Rappelons qu'un document sommaire publié par l'ISQ (Institut de la statistique du Québec) en mai 2021 concernant cette même enquête avait révélé que le vapotage était trois fois plus répandu chez les 15 à 17 ans (18 %) que chez les adultes de 25 ans et plus (5 % ou moins). À ce constat troublant s'ajoutent maintenant de nouvelles conclusions tirées de l'analyse publiée hier par l'INSPQ.
Faits saillants
- Parmi ceux ayant vapoté au cours des 30 derniers jours, c'est chez les 15-24 ans que l'usage concomitant des produits de vapotage et des cigarettes traditionnelles est plus important (21 %), comparativement aux 25 ans et plus (8 %). L'usage concomitant expose les consommateurs à des risques supplémentaires comparativement à ceux qui fument ou qui vapotent seulement.
- 60 % des vapoteurs âgés 15 à 17 ans en font un usage quotidien (33 %) ou hebdomadaire (27 %).

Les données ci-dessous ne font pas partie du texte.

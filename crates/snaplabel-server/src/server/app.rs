use crate::server::{routes, static_files};
use crate::state::AppState;
use axum::{
    error_handling::HandleErrorLayer,
    extract::DefaultBodyLimit,
    routing::{get, post},
    BoxError, Router,
};
use std::net::SocketAddr;
use tokio::signal;
use tower::ServiceBuilder;
use tower_http::cors::{Any, CorsLayer};
use tower_http::trace::TraceLayer;
use tracing::{error, info, warn};

/// Build the Axum application
pub fn build_app(state: AppState) -> Router {
    let api_routes = Router::new()
        .route("/health", get(routes::health))
        .route("/ready", get(routes::ready))
        .route("/model", get(routes::model_info))
        .route("/predict", post(routes::predict))
        .route("/predictions/:id/image", get(routes::prediction_image));

    let mut app = Router::new()
        .nest("/api", api_routes)
        .route("/metrics", get(routes::metrics))
        .fallback(static_files::serve_static)
        .layer(DefaultBodyLimit::max(state.config.server.max_upload_bytes))
        .layer(TraceLayer::new_for_http());

    if let Some(cors) = cors_layer(allow_any_origin()) {
        app = app.layer(cors);
    }

    if let Some(timeout) = state.config.server.request_timeout() {
        app = app.layer(
            ServiceBuilder::new()
                .layer(HandleErrorLayer::new(move |err: BoxError| async move {
                    routes::middleware_error(err, timeout)
                }))
                .timeout(timeout),
        );
    }

    app.with_state(state)
}

/// The UI is same-origin; cross-origin access is opt-in via `SNAPLABEL_ALLOW_ANY_ORIGIN`
fn allow_any_origin() -> bool {
    std::env::var("SNAPLABEL_ALLOW_ANY_ORIGIN")
        .ok()
        .is_some_and(|v| v == "1" || v.eq_ignore_ascii_case("true"))
}

fn cors_layer(allow_any_origin: bool) -> Option<CorsLayer> {
    allow_any_origin.then(|| {
        CorsLayer::new()
            .allow_origin(Any)
            .allow_methods(Any)
            .allow_headers(Any)
    })
}

/// Run the server until a shutdown signal arrives.
///
/// With eager loading the model is fetched and loaded before the listener is
/// bound, and a failure aborts startup.
pub async fn run_server(state: AppState, addr: SocketAddr) -> anyhow::Result<()> {
    if state.config.server.eager_load {
        info!("Loading model before accepting connections");
        state.model.get().await?;
    }

    let app = build_app(state);

    let listener = tokio::net::TcpListener::bind(addr).await?;
    info!("snaplabel listening on http://{}", addr);

    axum::serve(listener, app)
        .with_graceful_shutdown(async {
            shutdown_signal().await;
            warn!("Shutdown signal received, stopping server...");
        })
        .await?;

    info!("Server shutdown complete");
    Ok(())
}

/// Listen for shutdown signals (SIGTERM, SIGINT)
pub async fn shutdown_signal() {
    let ctrl_c = async {
        if let Err(e) = signal::ctrl_c().await {
            error!("Failed to install Ctrl+C handler: {}", e);
            std::future::pending::<()>().await;
        }
    };

    #[cfg(unix)]
    let terminate = async {
        match signal::unix::signal(signal::unix::SignalKind::terminate()) {
            Ok(mut sigterm) => {
                sigterm.recv().await;
            }
            Err(e) => {
                error!("Failed to install SIGTERM handler: {}", e);
                std::future::pending::<()>().await;
            }
        }
    };

    #[cfg(not(unix))]
    let terminate = std::future::pending::<()>();

    tokio::select! {
        _ = ctrl_c => {},
        _ = terminate => {},
    }
}

#[cfg(test)]
mod tests {
    use super::*;

    #[test]
    fn test_cors_is_opt_in() {
        assert!(cors_layer(false).is_none());
        assert!(cors_layer(true).is_some());
    }
}
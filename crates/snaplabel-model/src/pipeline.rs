//! Inference pipeline: preprocessing, prediction, result normalization

use crate::predictor::{Predictor, PredictorLoader};
use crate::preprocess::{preprocess, InputImage};
use snaplabel_core::{ClassId, Error, ErrorKind, PredictionResult, Result, Vocabulary};
use std::path::Path;
use std::sync::Arc;
use std::time::{Duration, Instant};
use tracing::debug;

/// Outcome of one successful request
#[derive(Debug, Clone)]
pub struct Prediction {
    /// The normalized image the predictor saw
    pub image: InputImage,

    /// Validated prediction
    pub result: PredictionResult,

    /// Time spent inside the predictor
    pub inference_time: Duration,
}

/// Runs uploads through a loaded predictor.
///
/// Stateless apart from the shared predictor: a failed request leaves nothing
/// behind that could influence the next one.
pub struct InferencePipeline {
    predictor: Arc<dyn Predictor>,
}

impl InferencePipeline {
    pub fn new(predictor: Arc<dyn Predictor>) -> Self {
        Self { predictor }
    }

    /// Load the artifact at `path` with `loader`
    pub fn load(path: &Path, loader: &dyn PredictorLoader) -> Result<Self> {
        Ok(Self::new(loader.load(path)?))
    }

    pub fn predictor(&self) -> &Arc<dyn Predictor> {
        &self.predictor
    }

    pub fn vocabulary(&self) -> &Arc<Vocabulary> {
        self.predictor.vocabulary()
    }

    /// Classify raw upload bytes
    pub fn predict(&self, bytes: &[u8]) -> Result<Prediction> {
        let image = preprocess(bytes)?;
        self.predict_image(image)
    }

    /// Classify an already normalized image
    pub fn predict_image(&self, image: InputImage) -> Result<Prediction> {
        let started = Instant::now();
        let raw = self
            .predictor
            .predict(image.rgb())
            .map_err(as_inference_error)?;
        let inference_time = started.elapsed();

        let vocabulary = Arc::clone(self.predictor.vocabulary());
        match vocabulary.get(ClassId::new(raw.index)) {
            Some(label) if label == raw.label => {}
            Some(label) => {
                return Err(Error::inference(format!(
                    "predictor chose '{}' but index {} is '{}'",
                    raw.label, raw.index, label
                )))
            }
            None => {
                return Err(Error::inference(format!(
                    "predictor chose index {} outside the vocabulary",
                    raw.index
                )))
            }
        }

        let result = PredictionResult::new(vocabulary, ClassId::new(raw.index), raw.probabilities)?;

        debug!(
            label = result.label(),
            confidence = result.confidence(),
            inference_us = inference_time.as_micros() as u64,
            "Prediction complete"
        );

        Ok(Prediction {
            image,
            result,
            inference_time,
        })
    }
}

/// Keep conversion errors, report anything else as an inference failure
fn as_inference_error(err: Error) -> Error {
    match err.kind() {
        ErrorKind::ImageConversion | ErrorKind::Inference => err,
        _ => Error::inference(err.to_string()),
    }
}
//! Model artifact format
//!
//! An artifact is a single safetensors file. The weights are ordinary named
//! tensors; everything else needed to rebuild the predictor lives in the
//! safetensors `__metadata__` header:
//!
//! | key            | value                                              |
//! |----------------|----------------------------------------------------|
//! | `format`       | [`FORMAT_TAG`]                                     |
//! | `architecture` | `convnet`, `resnet18`, `resnet34` or `resnet50`    |
//! | `labels`       | JSON array of class labels, in output order        |
//! | `image_size`   | side of the square network input, in pixels        |
//! | `mean`, `std`  | JSON arrays of 3 floats, per-channel normalization |
//! | `channels`     | `convnet` only: JSON array of conv layer widths    |

use candle_core::Tensor;
use serde::{Deserialize, Serialize};
use snaplabel_core::{Error, Result, Vocabulary};
use std::collections::HashMap;
use std::path::Path;
use std::str::FromStr;

/// Value of the `format` metadata key
pub const FORMAT_TAG: &str = "snaplabel/1";

/// ImageNet channel statistics, used by the ResNet family
pub const IMAGENET_MEAN: [f32; 3] = [0.485, 0.456, 0.406];
pub const IMAGENET_STD: [f32; 3] = [0.229, 0.224, 0.225];

/// Network family stored in an artifact
#[derive(Debug, Clone, Copy, PartialEq, Eq, Serialize, Deserialize)]
#[serde(rename_all = "lowercase")]
pub enum Architecture {
    /// Small stack of 3x3 convolutions with a linear head
    ConvNet,
    ResNet18,
    ResNet34,
    ResNet50,
}

impl Architecture {
    pub fn as_str(&self) -> &'static str {
        match self {
            Self::ConvNet => "convnet",
            Self::ResNet18 => "resnet18",
            Self::ResNet34 => "resnet34",
            Self::ResNet50 => "resnet50",
        }
    }
}

impl FromStr for Architecture {
    type Err = Error;

    fn from_str(s: &str) -> Result<Self> {
        match s {
            "convnet" => Ok(Self::ConvNet),
            "resnet18" => Ok(Self::ResNet18),
            "resnet34" => Ok(Self::ResNet34),
            "resnet50" => Ok(Self::ResNet50),
            other => Err(Error::model_load(format!(
                "unsupported architecture '{}'",
                other
            ))),
        }
    }
}

impl std::fmt::Display for Architecture {
    fn fmt(&self, f: &mut std::fmt::Formatter<'_>) -> std::fmt::Result {
        f.write_str(self.as_str())
    }
}

/// Everything in an artifact except the weights
#[derive(Debug, Clone, PartialEq, Serialize)]
pub struct ArtifactManifest {
    pub architecture: Architecture,
    pub labels: Vec<String>,
    pub image_size: usize,
    pub mean: [f32; 3],
    pub std: [f32; 3],
    #[serde(skip_serializing_if = "Vec::is_empty")]
    pub channels: Vec<usize>,
}

impl ArtifactManifest {
    /// Manifest for a `convnet` classifier
    pub fn convnet(labels: Vec<String>, channels: Vec<usize>, image_size: usize) -> Self {
        Self {
            architecture: Architecture::ConvNet,
            labels,
            image_size,
            mean: [0.0; 3],
            std: [1.0; 3],
            channels,
        }
    }

    /// Manifest for an ImageNet-style network (224px input, ImageNet statistics)
    pub fn imagenet(architecture: Architecture, labels: Vec<String>) -> Self {
        Self {
            architecture,
            labels,
            image_size: 224,
            mean: IMAGENET_MEAN,
            std: IMAGENET_STD,
            channels: Vec::new(),
        }
    }

    /// Check internal consistency
    pub fn validate(&self) -> Result<()> {
        // Label rules live in Vocabulary
        Vocabulary::new(self.labels.iter().cloned())?;

        if self.image_size == 0 {
            return Err(Error::model_load("image_size must be positive"));
        }
        if self.std.iter().any(|s| !s.is_finite() || *s <= 0.0) {
            return Err(Error::model_load("std values must be positive"));
        }
        if self.mean.iter().any(|m| !m.is_finite()) {
            return Err(Error::model_load("mean values must be finite"));
        }

        match self.architecture {
            Architecture::ConvNet => {
                if self.channels.iter().any(|c| *c == 0) {
                    return Err(Error::model_load("convnet channel widths must be positive"));
                }
                // Every conv block halves the input side
                let min_side = 1usize.checked_shl(self.channels.len() as u32).unwrap_or(usize::MAX);
                if self.image_size < min_side {
                    return Err(Error::model_load(format!(
                        "image_size {} is too small for {} pooling stages",
                        self.image_size,
                        self.channels.len()
                    )));
                }
            }
            _ => {
                if !self.channels.is_empty() {
                    return Err(Error::model_load(format!(
                        "'channels' is only meaningful for convnet, not {}",
                        self.architecture
                    )));
                }
            }
        }

        Ok(())
    }

    pub fn vocabulary(&self) -> Result<Vocabulary> {
        Vocabulary::new(self.labels.iter().cloned())
    }

    /// Encode as safetensors header metadata
    pub fn to_metadata(&self) -> Result<HashMap<String, String>> {
        let mut metadata = HashMap::new();
        metadata.insert("format".to_string(), FORMAT_TAG.to_string());
        metadata.insert("architecture".to_string(), self.architecture.to_string());
        metadata.insert("labels".to_string(), to_json("labels", &self.labels)?);
        metadata.insert("image_size".to_string(), self.image_size.to_string());
        metadata.insert("mean".to_string(), to_json("mean", &self.mean)?);
        metadata.insert("std".to_string(), to_json("std", &self.std)?);
        if self.architecture == Architecture::ConvNet {
            metadata.insert("channels".to_string(), to_json("channels", &self.channels)?);
        }
        Ok(metadata)
    }

    /// Decode from safetensors header metadata
    pub fn from_metadata(metadata: &HashMap<String, String>) -> Result<Self> {
        let field = |key: &str| metadata_field(metadata, key);

        let format = field("format")?;
        if format != FORMAT_TAG {
            return Err(Error::model_load(format!(
                "artifact format '{}' is not supported (expected '{}')",
                format, FORMAT_TAG
            )));
        }

        let architecture: Architecture = field("architecture")?.parse()?;
        let labels: Vec<String> = parse_json("labels", field("labels")?)?;
        let image_size = field("image_size")?.parse::<usize>().map_err(|e| {
            Error::model_load(format!("invalid image_size: {}", e))
        })?;
        let mean: [f32; 3] = parse_json("mean", field("mean")?)?;
        let std: [f32; 3] = parse_json("std", field("std")?)?;
        let channels: Vec<usize> = match metadata.get("channels") {
            Some(raw) => parse_json("channels", raw)?,
            None if architecture == Architecture::ConvNet => {
                return Err(Error::model_load("convnet artifact is missing 'channels'"))
            }
            None => Vec::new(),
        };

        let manifest = Self {
            architecture,
            labels,
            image_size,
            mean,
            std,
            channels,
        };
        manifest.validate()?;
        Ok(manifest)
    }
}

fn parse_json<T: serde::de::DeserializeOwned>(key: &str, raw: &str) -> Result<T> {
    serde_json::from_str(raw)
        .map_err(|e| Error::model_load(format!("invalid '{}' in artifact metadata: {}", key, e)))
}

fn metadata_field<'m>(metadata: &'m HashMap<String, String>, key: &str) -> Result<&'m str> {
    metadata
        .get(key)
        .map(String::as_str)
        .ok_or_else(|| Error::model_load(format!("artifact metadata is missing '{}'", key)))
}

fn to_json<T: Serialize + ?Sized>(key: &str, value: &T) -> Result<String> {
    serde_json::to_string(value)
        .map_err(|e| Error::config(format!("cannot encode '{}' for artifact metadata: {}", key, e)))
}

/// Read an artifact's manifest together with its raw bytes
pub fn read_artifact(path: &Path) -> Result<(ArtifactManifest, Vec<u8>)> {
    let bytes = std::fs::read(path).map_err(|e| {
        Error::model_load(format!("cannot read artifact {}: {}", path.display(), e))
    })?;

    let (_, header) = safetensors::SafeTensors::read_metadata(&bytes).map_err(|e| {
        Error::model_load(format!(
            "{} is not a valid safetensors artifact: {}",
            path.display(),
            e
        ))
    })?;

    let metadata = header.metadata().as_ref().ok_or_else(|| {
        Error::model_load(format!("{} carries no artifact metadata", path.display()))
    })?;

    let manifest = ArtifactManifest::from_metadata(metadata)?;
    Ok((manifest, bytes))
}

/// Write weights and manifest as an artifact
pub fn save_artifact(
    path: &Path,
    manifest: &ArtifactManifest,
    tensors: &HashMap<String, Tensor>,
) -> Result<()> {
    manifest.validate()?;
    let metadata = manifest.to_metadata()?;

    safetensors::serialize_to_file(
        tensors.iter().map(|(name, tensor)| (name.as_str(), tensor)),
        &Some(metadata),
        path,
    )
    .map_err(|e| Error::config(format!("cannot write artifact {}: {}", path.display(), e)))
}

/// Write a tiny `convnet` artifact that labels images by their dominant
/// primary color (`red`, `green`, `blue`).
///
/// The network has no conv blocks: the head sees the mean of each channel and
/// scores it with a scaled identity matrix.
pub fn write_color_demo(path: &Path) -> Result<ArtifactManifest> {
    let manifest = ArtifactManifest::convnet(
        vec!["red".to_string(), "green".to_string(), "blue".to_string()],
        Vec::new(),
        8,
    );

    let device = candle_core::Device::Cpu;
    let build = |e: candle_core::Error| Error::config(format!("cannot build demo weights: {}", e));
    #[rustfmt::skip]
    let weight = Tensor::from_slice(
        &[10.0f32, 0.0, 0.0,
          0.0, 10.0, 0.0,
          0.0, 0.0, 10.0],
        (3, 3),
        &device,
    )
    .map_err(build)?;
    let bias = Tensor::zeros(3, candle_core::DType::F32, &device).map_err(build)?;

    let tensors = HashMap::from([
        ("head.weight".to_string(), weight),
        ("head.bias".to_string(), bias),
    ]);
    save_artifact(path, &manifest, &tensors)?;
    Ok(manifest)
}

- Malgré l'usage soutenu (quotidien ou hebdomadaire) chez une majorité des jeunes (60 %) et des jeunes adultes (66 %) qui vapotent, 48 % s'estiment ne pas en être dépendants.
- Les jeunes ne constituent pas uniquement une clientèle qui « expérimente » les produits de vapotage : ils sont souvent des consommateurs fréquents, avec 32 % des 15 à 24 ans qui les utilisent en moyenne plus de 11 fois/jour.
- Les produits de vapotage les plus populaires auprès des jeunes de 15 à 17 ans en 2020 sont les appareils avec cartouches préremplies, ce qui coïncide avec l'explosion, commencée dès 2019, de la vente de ces types de produits dans les dépanneurs et les stations-service du Québec, comme l'a détaillé un autre rapport de l'INSPQ.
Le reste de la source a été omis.